» WORK INSTRUCTION
Please repeat, from the entries that follow, the lines from the one containing "a JSON body" through the one containing "present and non-zero" exactly, adding nothing.
RECORDS Block Start
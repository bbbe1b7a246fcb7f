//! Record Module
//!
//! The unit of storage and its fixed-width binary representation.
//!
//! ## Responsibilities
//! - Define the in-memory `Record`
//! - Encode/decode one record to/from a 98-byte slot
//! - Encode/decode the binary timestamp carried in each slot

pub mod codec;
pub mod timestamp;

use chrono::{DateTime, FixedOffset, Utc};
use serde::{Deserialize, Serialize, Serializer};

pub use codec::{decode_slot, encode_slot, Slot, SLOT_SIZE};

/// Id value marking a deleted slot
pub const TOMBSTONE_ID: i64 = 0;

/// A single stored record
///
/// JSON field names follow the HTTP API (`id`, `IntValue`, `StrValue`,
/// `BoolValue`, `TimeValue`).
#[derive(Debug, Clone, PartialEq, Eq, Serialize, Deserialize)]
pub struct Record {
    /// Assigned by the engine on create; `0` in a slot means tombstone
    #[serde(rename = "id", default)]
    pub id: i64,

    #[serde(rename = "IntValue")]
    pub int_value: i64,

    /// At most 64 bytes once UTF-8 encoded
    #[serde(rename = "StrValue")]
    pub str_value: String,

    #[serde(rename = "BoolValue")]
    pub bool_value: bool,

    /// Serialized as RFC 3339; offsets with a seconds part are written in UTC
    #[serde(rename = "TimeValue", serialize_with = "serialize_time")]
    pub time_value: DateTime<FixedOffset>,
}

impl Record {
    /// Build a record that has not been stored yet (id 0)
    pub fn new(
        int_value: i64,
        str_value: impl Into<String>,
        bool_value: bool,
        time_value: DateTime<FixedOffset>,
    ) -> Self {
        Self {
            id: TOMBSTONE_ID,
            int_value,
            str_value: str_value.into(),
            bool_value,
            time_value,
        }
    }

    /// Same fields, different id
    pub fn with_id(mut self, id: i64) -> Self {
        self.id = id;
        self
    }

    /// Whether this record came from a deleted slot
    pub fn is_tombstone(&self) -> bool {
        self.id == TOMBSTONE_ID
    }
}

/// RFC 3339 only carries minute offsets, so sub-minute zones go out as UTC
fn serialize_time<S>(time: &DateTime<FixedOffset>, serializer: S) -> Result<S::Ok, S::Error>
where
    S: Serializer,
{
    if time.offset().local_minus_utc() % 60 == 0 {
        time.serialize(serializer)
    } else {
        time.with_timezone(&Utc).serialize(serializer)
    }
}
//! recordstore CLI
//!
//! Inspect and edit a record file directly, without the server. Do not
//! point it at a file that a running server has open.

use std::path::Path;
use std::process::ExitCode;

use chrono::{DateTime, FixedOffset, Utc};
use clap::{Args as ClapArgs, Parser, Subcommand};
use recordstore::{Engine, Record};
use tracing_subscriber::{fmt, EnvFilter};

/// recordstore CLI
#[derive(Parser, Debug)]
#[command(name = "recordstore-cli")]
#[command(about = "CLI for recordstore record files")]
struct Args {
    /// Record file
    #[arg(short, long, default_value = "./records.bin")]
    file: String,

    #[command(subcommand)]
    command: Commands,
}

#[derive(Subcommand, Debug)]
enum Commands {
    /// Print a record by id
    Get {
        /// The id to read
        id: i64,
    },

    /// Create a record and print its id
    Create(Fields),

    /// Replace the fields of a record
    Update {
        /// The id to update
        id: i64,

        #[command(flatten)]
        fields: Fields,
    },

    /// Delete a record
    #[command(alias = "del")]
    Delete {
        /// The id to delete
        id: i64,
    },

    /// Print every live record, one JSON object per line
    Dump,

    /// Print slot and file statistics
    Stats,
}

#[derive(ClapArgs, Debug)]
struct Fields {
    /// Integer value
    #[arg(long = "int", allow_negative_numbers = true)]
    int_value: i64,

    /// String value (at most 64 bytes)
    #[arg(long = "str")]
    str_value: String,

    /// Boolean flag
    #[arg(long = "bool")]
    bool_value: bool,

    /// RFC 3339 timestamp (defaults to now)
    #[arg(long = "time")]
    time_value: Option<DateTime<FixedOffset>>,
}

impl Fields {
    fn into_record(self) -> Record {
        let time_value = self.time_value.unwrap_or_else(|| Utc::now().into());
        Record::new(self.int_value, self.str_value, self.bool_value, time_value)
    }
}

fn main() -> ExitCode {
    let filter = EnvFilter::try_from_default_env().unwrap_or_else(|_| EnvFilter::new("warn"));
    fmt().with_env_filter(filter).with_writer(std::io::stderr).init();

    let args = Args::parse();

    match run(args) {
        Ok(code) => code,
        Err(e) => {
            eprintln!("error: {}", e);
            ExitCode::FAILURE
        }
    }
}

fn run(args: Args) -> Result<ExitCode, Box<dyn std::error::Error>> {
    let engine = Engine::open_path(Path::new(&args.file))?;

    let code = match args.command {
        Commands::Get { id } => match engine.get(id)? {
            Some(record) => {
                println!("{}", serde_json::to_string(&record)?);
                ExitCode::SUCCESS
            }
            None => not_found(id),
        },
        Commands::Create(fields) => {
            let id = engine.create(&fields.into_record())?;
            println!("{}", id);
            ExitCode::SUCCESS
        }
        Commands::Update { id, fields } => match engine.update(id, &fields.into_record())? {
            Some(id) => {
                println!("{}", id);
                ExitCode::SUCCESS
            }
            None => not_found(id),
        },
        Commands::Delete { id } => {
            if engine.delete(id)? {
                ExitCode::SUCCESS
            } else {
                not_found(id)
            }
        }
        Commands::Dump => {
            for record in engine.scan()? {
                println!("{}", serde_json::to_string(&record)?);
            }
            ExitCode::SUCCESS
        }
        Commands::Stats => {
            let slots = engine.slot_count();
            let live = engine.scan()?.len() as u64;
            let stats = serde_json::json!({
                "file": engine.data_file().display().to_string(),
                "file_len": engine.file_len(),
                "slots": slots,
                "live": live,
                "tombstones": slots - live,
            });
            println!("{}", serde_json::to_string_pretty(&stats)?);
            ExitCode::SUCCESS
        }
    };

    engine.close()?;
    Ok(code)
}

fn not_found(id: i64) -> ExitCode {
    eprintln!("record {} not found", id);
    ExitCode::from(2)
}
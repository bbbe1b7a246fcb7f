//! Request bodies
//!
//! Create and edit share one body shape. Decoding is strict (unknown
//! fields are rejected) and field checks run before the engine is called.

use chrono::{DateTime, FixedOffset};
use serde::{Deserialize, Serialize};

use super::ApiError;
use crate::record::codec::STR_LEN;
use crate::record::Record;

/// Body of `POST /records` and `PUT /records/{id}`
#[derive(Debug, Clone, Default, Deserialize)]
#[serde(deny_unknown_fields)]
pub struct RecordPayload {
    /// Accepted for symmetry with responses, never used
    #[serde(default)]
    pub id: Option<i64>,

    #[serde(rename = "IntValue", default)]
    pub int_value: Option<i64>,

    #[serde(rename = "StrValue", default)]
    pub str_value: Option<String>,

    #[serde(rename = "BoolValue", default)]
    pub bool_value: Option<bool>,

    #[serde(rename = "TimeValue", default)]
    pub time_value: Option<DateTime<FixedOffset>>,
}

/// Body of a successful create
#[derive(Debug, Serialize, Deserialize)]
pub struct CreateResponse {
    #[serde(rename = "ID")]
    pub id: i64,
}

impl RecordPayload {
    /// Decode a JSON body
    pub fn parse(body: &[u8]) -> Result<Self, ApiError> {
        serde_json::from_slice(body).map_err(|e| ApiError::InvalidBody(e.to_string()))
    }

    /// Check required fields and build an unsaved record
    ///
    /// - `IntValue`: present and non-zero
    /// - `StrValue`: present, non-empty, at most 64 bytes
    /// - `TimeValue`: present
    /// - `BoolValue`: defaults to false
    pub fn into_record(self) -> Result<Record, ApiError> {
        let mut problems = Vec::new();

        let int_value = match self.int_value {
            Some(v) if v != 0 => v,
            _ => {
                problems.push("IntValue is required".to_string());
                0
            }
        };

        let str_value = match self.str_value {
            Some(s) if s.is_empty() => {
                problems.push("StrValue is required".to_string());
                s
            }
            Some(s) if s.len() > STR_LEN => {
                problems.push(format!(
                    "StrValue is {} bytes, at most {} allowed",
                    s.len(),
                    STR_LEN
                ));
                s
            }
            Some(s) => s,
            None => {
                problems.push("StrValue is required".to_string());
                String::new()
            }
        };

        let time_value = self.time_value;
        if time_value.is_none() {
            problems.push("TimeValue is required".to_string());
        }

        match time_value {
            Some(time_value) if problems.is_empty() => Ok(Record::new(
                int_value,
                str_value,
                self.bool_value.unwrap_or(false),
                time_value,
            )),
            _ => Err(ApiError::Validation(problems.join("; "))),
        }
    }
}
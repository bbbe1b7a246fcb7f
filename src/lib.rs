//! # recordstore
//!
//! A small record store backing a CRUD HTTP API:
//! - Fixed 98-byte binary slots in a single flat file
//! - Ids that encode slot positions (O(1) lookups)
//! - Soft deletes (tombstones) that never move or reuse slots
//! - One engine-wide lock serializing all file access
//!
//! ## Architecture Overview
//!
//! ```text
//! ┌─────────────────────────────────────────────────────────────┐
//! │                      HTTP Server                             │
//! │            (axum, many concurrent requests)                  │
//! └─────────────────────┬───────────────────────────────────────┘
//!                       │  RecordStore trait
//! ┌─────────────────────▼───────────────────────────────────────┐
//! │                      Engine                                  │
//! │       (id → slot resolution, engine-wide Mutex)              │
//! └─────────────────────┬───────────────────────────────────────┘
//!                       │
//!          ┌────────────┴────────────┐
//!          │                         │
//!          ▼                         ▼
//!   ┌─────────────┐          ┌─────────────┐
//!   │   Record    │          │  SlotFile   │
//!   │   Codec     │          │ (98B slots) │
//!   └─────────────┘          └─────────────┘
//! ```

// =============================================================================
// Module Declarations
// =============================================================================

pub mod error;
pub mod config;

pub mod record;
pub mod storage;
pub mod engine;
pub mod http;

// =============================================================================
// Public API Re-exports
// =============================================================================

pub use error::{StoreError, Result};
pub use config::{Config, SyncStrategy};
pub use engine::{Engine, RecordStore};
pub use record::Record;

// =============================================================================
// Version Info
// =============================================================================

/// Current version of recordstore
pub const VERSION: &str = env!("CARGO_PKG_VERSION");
RECORDS Block End
» RESULT OF THE TASK
    /// Decode a JSON body
    pub fn parse(body: &[u8]) -> Result<Self, ApiError> {
        serde_json::from_slice(body).map_err(|e| ApiError::InvalidBody(e.to_string()))
    }

    /// Check required fields and build an unsaved record
    ///
    /// - `IntValue`: present and non-zero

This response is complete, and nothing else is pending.